──────── Record extracts
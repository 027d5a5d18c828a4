//! Language parsers: bytes in, ordered chunks out.
//!
//! Every parser implements the same [`Parser`] contract and is a pure
//! function of its inputs. A [`ParserRegistry`] built once at startup maps
//! each [`Language`] tag to its parser instance; adding a language means
//! implementing the trait and registering it.
//!
//! Contract highlights:
//!
//! - Malformed UTF-8 never aborts the run: the input is decoded lossily and
//!   the outcome reports `success = false` with a descriptive error.
//! - An empty file parses successfully to zero chunks.
//! - Chunks are emitted in source order with 1-based inclusive line spans.
//! - There is no regex fallback for any language: either the structural
//!   parser (tree-sitter, YAML tree, HCL body) produces a tree, or the file
//!   is reported as failed.
//!
//! | Language | Module | Backing parser |
//! |----------|--------|----------------|
//! | rust | [`rust`] | tree-sitter-rust |
//! | typescript / tsx / javascript / jsx | [`typescript`] | tree-sitter-typescript / -javascript |
//! | solidity | [`solidity`] | tree-sitter-solidity |
//! | documentation | [`markdown`] | heading splitter (fence-aware) |
//! | yaml / cicd | [`config_formats`] | serde_yaml value tree |
//! | terraform | [`terraform`] | hcl-rs body |

pub mod config_formats;
pub mod markdown;
pub mod rust;
pub mod solidity;
pub mod terraform;
pub mod typescript;

use std::collections::BTreeMap;

use crate::chunk::Chunk;
use crate::config::Language;

/// Result of parsing one file.
#[derive(Debug, Clone)]
pub struct ParseOutcome {
    /// Whether a structural parse succeeded. A failed parse still reports
    /// `total_lines` so statistics stay meaningful.
    pub success: bool,
    /// Chunks in source order. Empty on failure, and legitimately empty for
    /// files with no extractable items.
    pub chunks: Vec<Chunk>,
    /// Total line count of the (possibly lossily decoded) input.
    pub total_lines: usize,
    /// Human-readable failure description when `success` is false.
    pub error: Option<String>,
}

impl ParseOutcome {
    pub fn ok(chunks: Vec<Chunk>, total_lines: usize) -> Self {
        Self {
            success: true,
            chunks,
            total_lines,
            error: None,
        }
    }

    pub fn failed(message: impl Into<String>, total_lines: usize) -> Self {
        Self {
            success: false,
            chunks: Vec::new(),
            total_lines,
            error: Some(message.into()),
        }
    }
}

/// The common parser capability. Implementations are stateless and pure:
/// the same inputs always produce the same outcome.
pub trait Parser: Send + Sync {
    /// The language tag this parser handles.
    fn language(&self) -> Language;

    /// Parse one file into chunks.
    ///
    /// `relative_path` is relative to the repository root and is recorded
    /// verbatim on every chunk.
    fn parse(&self, relative_path: &str, bytes: &[u8], repo_id: &str) -> ParseOutcome;
}

/// Decode file bytes, distinguishing clean UTF-8 from lossy input.
///
/// Returns `Err` with a failure outcome for malformed input — the lossy
/// text is still used to count lines so the report stays accurate.
pub(crate) fn decode_utf8(relative_path: &str, bytes: &[u8]) -> Result<String, ParseOutcome> {
    match std::str::from_utf8(bytes) {
        Ok(text) => Ok(text.to_string()),
        Err(_) => {
            let lossy = String::from_utf8_lossy(bytes);
            let total_lines = lossy.lines().count();
            Err(ParseOutcome::failed(
                format!("{relative_path} is not valid UTF-8 (decoded lossily, skipped)"),
                total_lines,
            ))
        }
    }
}

/// Construct a chunk with parser-level fields populated; provenance and
/// classification fields (`repo_component`, `business_domain`,
/// `complexity_score`, `chunk_hash`) are finalized by the file processor.
#[allow(clippy::too_many_arguments)]
pub(crate) fn base_chunk(
    language: Language,
    relative_path: &str,
    repo_id: &str,
    item_type: &str,
    item_name: String,
    content: String,
    start_line: usize,
    end_line: usize,
) -> Chunk {
    Chunk {
        content,
        language,
        item_type: item_type.to_string(),
        item_name,
        file_path: relative_path.to_string(),
        start_line,
        end_line,
        repo_id: repo_id.to_string(),
        repo_component: String::new(),
        business_domain: String::new(),
        complexity_score: 0.0,
        chunk_hash: String::new(),
        metadata: BTreeMap::new(),
    }
}

/// Registry mapping language tags to parser instances. Built once at
/// pipeline startup; lookup is the language-dispatch step of the file
/// processor.
pub struct ParserRegistry {
    parsers: BTreeMap<Language, Box<dyn Parser>>,
}

impl ParserRegistry {
    pub fn new() -> Self {
        Self {
            parsers: BTreeMap::new(),
        }
    }

    /// Registry with every built-in parser registered.
    pub fn with_builtins() -> Self {
        let mut registry = Self::new();
        registry.register(Box::new(rust::RustParser));
        registry.register(Box::new(typescript::TypeScriptParser::new(
            Language::TypeScript,
        )));
        registry.register(Box::new(typescript::TypeScriptParser::new(Language::Tsx)));
        registry.register(Box::new(typescript::TypeScriptParser::new(
            Language::JavaScript,
        )));
        registry.register(Box::new(typescript::TypeScriptParser::new(Language::Jsx)));
        registry.register(Box::new(solidity::SolidityParser));
        registry.register(Box::new(markdown::MarkdownParser));
        registry.register(Box::new(config_formats::YamlParser::new(Language::Yaml)));
        registry.register(Box::new(config_formats::YamlParser::new(Language::Cicd)));
        registry.register(Box::new(terraform::TerraformParser));
        registry
    }

    /// Register a parser under its language tag, replacing any previous one.
    pub fn register(&mut self, parser: Box<dyn Parser>) {
        self.parsers.insert(parser.language(), parser);
    }

    pub fn get(&self, language: Language) -> Option<&dyn Parser> {
        self.parsers.get(&language).map(|p| p.as_ref())
    }

    pub fn len(&self) -> usize {
        self.parsers.len()
    }

    pub fn is_empty(&self) -> bool {
        self.parsers.is_empty()
    }
}

impl Default for ParserRegistry {
    fn default() -> Self {
        Self::with_builtins()
    }
}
────────────────
Problem to solve
Each record above must be given again exactly.

Result of this exercise
repository 027d5a5d18c828a4
//! Language parsers: bytes in, ordered chunks out.
//!
//! Every parser implements the same [`Parser`] contract and is a pure
//! function of its inputs. A [`ParserRegistry`] built once at startup maps
//! each [`Language`] tag to its parser instance; adding a language means
//! implementing the trait and registering it.
//!
//! Contract highlights:
//!
//! - Malformed UTF-8 never aborts the run: the input is decoded lossily and
//!   the outcome reports `success = false` with a descriptive error.
//! - An empty file parses successfully to zero chunks.
//! - Chunks are emitted in source order with 1-based inclusive line spans.
//! - There is no regex fallback for any language: either the structural
//!   parser (tree-sitter, YAML tree, HCL body) produces a tree, or the file
//!   is reported as failed.
//!
//! | Language | Module | Backing parser |
//! |----------|--------|----------------|
//! | rust | [`rust`] | tree-sitter-rust |
//! | typescript / tsx / javascript / jsx | [`typescript`] | tree-sitter-typescript / -javascript |
//! | solidity | [`solidity`] | tree-sitter-solidity |
//! | documentation | [`markdown`] | heading splitter (fence-aware) |
//! | yaml / cicd | [`config_formats`] | serde_yaml value tree |
//! | terraform | [`terraform`] | hcl-rs body |

pub mod config_formats;
pub mod markdown;
pub mod rust;
pub mod solidity;
pub mod terraform;
pub mod typescript;

use std::collections::BTreeMap;

use crate::chunk::Chunk;
use crate::config::Language;

/// Result of parsing one file.
#[derive(Debug, Clone)]
pub struct ParseOutcome {
    /// Whether a structural parse succeeded. A failed parse still reports
    /// `total_lines` so statistics stay meaningful.
    pub success: bool,
    /// Chunks in source order. Empty on failure, and legitimately empty for
    /// files with no extractable items.
    pub chunks: Vec<Chunk>,
    /// Total line count of the (possibly lossily decoded) input.
    pub total_lines: usize,
    /// Human-readable failure description when `success` is false.
    pub error: Option<String>,
}

impl ParseOutcome {
    pub fn ok(chunks: Vec<Chunk>, total_lines: usize) -> Self {
        Self {
            success: true,
            chunks,
            total_lines,
            error: None,
        }
    }

    pub fn failed(message: impl Into<String>, total_lines: usize) -> Self {
        Self {
            success: false,
            chunks: Vec::new(),
            total_lines,
            error: Some(message.into()),
        }
    }
}

/// The common parser capability. Implementations are stateless and pure:
/// the same inputs always produce the same outcome.
pub trait Parser: Send + Sync {
    /// The language tag this parser handles.
    fn language(&self) -> Language;

    /// Parse one file into chunks.
    ///
    /// `relative_path` is relative to the repository root and is recorded
    /// verbatim on every chunk.
    fn parse(&self, relative_path: &str, bytes: &[u8], repo_id: &str) -> ParseOutcome;
}

/// Decode file bytes, distinguishing clean UTF-8 from lossy input.
///
/// Returns `Err` with a failure outcome for malformed input — the lossy
/// text is still used to count lines so the report stays accurate.
pub(crate) fn decode_utf8(relative_path: &str, bytes: &[u8]) -> Result<String, ParseOutcome> {
    match std::str::from_utf8(bytes) {
        Ok(text) => Ok(text.to_string()),
        Err(_) => {
            let lossy = String::from_utf8_lossy(bytes);
            let total_lines = lossy.lines().count();
            Err(ParseOutcome::failed(
                format!("{relative_path} is not valid UTF-8 (decoded lossily, skipped)"),
                total_lines,
            ))
        }
    }
}

/// Construct a chunk with parser-level fields populated; provenance and
/// classification fields (`repo_component`, `business_domain`,
/// `complexity_score`, `chunk_hash`) are finalized by the file processor.
#[allow(clippy::too_many_arguments)]
pub(crate) fn base_chunk(
    language: Language,
    relative_path: &str,
    repo_id: &str,
    item_type: &str,
    item_name: String,
    content: String,
    start_line: usize,
    end_line: usize,
) -> Chunk {
    Chunk {
        content,
        language,
        item_type: item_type.to_string(),
        item_name,
        file_path: relative_path.to_string(),
        start_line,
        end_line,
        repo_id: repo_id.to_string(),
        repo_component: String::new(),
        business_domain: String::new(),
        complexity_score: 0.0,
        chunk_hash: String::new(),
        metadata: BTreeMap::new(),
    }
}

/// Registry mapping language tags to parser instances. Built once at
/// pipeline startup; lookup is the language-dispatch step of the file
/// processor.
pub struct ParserRegistry {
    parsers: BTreeMap<Language, Box<dyn Parser>>,
}

impl ParserRegistry {
    pub fn new() -> Self {
        Self {
            parsers: BTreeMap::new(),
        }
    }

    /// Registry with every built-in parser registered.
    pub fn with_builtins() -> Self {
        let mut registry = Self::new();
        registry.register(Box::new(rust::RustParser));
        registry.register(Box::new(typescript::TypeScriptParser::new(
            Language::TypeScript,
        )));
        registry.register(Box::new(typescript::TypeScriptParser::new(Language::Tsx)));
        registry.register(Box::new(typescript::TypeScriptParser::new(
            Language::JavaScript,
        )));
        registry.register(Box::new(typescript::TypeScriptParser::new(Language::Jsx)));
        registry.register(Box::new(solidity::SolidityParser));
        registry.register(Box::new(markdown::MarkdownParser));
        registry.register(Box::new(config_formats::YamlParser::new(Language::Yaml)));
        registry.register(Box::new(config_formats::YamlParser::new(Language::Cicd)));
        registry.register(Box::new(terraform::TerraformParser));
        registry
    }

    /// Register a parser under its language tag, replacing any previous one.
    pub fn register(&mut self, parser: Box<dyn Parser>) {
        self.parsers.insert(parser.language(), parser);
    }

    pub fn get(&self, language: Language) -> Option<&dyn Parser> {
        self.parsers.get(&language).map(|p| p.as_ref())
    }

    pub fn len(&self) -> usize {
        self.parsers.len()
    }

    pub fn is_empty(&self) -> bool {
        self.parsers.is_empty()
    }
}

impl Default for ParserRegistry {
    fn default() -> Self {
        Self::with_builtins()
    }
}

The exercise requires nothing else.